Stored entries

■ ■ ■ ■ ■

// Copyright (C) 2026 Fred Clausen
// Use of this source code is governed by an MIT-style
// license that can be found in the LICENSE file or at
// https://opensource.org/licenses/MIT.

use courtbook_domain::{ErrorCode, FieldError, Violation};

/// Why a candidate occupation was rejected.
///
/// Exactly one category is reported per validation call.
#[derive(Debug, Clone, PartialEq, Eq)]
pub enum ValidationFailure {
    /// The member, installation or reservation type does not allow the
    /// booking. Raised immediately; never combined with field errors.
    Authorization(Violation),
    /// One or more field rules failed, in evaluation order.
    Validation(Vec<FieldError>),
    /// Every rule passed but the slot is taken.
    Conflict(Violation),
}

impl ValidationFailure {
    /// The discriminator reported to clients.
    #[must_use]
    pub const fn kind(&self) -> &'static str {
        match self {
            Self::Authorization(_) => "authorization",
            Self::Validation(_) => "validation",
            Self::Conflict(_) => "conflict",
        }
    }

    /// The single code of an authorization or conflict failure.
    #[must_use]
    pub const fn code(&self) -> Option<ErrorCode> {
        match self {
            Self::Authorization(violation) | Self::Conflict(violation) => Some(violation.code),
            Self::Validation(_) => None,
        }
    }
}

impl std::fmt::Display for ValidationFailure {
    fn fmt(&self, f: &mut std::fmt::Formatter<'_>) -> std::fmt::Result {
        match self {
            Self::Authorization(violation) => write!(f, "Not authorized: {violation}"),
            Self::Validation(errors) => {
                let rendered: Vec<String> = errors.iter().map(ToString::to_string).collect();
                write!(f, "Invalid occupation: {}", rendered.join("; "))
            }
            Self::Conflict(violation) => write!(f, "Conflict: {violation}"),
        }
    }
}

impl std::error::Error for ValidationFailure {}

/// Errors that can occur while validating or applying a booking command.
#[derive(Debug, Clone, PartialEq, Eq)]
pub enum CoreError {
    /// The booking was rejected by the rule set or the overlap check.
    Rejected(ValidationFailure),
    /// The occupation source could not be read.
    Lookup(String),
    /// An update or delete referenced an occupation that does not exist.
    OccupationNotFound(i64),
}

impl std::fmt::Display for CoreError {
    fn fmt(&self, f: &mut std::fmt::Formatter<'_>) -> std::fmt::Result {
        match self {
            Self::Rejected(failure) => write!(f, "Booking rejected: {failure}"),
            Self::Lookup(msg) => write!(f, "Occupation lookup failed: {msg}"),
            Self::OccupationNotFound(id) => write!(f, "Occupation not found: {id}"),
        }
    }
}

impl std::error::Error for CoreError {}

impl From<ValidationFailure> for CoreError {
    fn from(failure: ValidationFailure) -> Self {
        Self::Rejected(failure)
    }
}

■ ■ ■ ■ ■

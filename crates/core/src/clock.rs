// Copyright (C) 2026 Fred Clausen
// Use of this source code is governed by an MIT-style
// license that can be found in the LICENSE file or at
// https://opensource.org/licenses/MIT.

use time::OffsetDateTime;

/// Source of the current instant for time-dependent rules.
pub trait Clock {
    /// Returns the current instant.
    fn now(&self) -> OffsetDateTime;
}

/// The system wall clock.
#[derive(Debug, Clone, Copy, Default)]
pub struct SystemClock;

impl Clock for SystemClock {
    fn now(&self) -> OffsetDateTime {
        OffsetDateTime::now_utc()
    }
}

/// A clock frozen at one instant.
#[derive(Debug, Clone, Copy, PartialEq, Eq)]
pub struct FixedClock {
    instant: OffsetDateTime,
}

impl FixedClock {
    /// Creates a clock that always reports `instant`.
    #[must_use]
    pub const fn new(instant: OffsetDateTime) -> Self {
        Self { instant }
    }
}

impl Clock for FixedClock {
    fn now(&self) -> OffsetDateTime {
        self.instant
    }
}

■ ■ ■ ■ ■

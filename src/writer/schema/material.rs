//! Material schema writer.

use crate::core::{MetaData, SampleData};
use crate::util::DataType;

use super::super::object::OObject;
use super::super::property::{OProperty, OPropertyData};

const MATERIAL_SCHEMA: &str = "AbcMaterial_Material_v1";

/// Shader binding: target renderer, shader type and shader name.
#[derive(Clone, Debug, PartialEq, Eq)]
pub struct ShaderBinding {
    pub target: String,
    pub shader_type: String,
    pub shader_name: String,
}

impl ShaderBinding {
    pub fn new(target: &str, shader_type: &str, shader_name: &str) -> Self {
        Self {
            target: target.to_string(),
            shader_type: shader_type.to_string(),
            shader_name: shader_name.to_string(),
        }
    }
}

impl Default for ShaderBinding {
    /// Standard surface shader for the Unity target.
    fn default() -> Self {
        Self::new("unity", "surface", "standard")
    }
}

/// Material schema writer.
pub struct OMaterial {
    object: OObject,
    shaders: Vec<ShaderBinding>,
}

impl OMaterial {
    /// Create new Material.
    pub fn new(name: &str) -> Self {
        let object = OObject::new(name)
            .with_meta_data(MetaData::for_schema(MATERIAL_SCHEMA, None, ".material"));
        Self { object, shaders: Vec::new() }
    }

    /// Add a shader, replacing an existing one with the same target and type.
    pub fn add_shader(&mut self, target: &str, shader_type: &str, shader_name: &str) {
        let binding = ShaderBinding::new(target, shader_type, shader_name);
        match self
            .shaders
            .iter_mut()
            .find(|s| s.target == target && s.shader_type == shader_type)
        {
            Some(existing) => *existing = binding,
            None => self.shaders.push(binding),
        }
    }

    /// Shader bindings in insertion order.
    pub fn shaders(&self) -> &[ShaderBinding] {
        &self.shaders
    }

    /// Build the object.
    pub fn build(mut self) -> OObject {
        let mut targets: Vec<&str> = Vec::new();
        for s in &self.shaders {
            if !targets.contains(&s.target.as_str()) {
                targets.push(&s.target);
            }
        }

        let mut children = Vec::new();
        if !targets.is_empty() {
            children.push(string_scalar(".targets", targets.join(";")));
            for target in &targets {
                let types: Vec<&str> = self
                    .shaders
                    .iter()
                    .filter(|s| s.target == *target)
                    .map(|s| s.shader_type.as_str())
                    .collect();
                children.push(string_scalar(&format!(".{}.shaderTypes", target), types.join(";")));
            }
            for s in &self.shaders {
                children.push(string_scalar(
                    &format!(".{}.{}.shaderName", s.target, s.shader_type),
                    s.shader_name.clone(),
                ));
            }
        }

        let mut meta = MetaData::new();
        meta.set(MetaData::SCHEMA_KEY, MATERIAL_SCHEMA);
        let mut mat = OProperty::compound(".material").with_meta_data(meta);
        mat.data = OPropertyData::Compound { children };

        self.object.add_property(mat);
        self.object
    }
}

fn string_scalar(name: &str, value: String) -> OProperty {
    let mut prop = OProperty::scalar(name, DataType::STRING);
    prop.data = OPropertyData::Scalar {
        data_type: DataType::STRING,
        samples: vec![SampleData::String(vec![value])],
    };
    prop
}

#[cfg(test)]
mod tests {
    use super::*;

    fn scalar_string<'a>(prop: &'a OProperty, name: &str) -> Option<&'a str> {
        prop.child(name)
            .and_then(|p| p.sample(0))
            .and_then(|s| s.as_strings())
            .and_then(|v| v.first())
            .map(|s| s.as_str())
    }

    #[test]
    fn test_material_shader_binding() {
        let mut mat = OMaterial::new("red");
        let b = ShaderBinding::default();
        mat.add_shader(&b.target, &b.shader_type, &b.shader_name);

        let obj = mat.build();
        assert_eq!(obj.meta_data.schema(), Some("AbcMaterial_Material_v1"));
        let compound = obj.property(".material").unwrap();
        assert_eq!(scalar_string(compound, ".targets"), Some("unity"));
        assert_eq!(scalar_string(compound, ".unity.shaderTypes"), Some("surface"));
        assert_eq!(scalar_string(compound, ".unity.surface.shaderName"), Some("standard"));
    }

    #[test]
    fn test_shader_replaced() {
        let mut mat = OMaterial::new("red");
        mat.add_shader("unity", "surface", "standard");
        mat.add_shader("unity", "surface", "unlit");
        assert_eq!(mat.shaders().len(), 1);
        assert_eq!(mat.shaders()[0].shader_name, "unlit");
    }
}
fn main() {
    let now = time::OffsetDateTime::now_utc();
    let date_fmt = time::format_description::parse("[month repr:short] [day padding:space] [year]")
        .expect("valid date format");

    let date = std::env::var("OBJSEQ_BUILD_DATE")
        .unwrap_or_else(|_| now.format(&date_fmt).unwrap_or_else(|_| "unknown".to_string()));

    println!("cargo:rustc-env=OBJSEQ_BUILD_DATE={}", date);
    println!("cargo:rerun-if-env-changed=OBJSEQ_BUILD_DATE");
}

■ ■ ■ ■ ■

Task requirements:
Each line above that contains the word "reported" should be copied.

Response below:
/// Exactly one category is reported per validation call.
    /// The discriminator reported to clients.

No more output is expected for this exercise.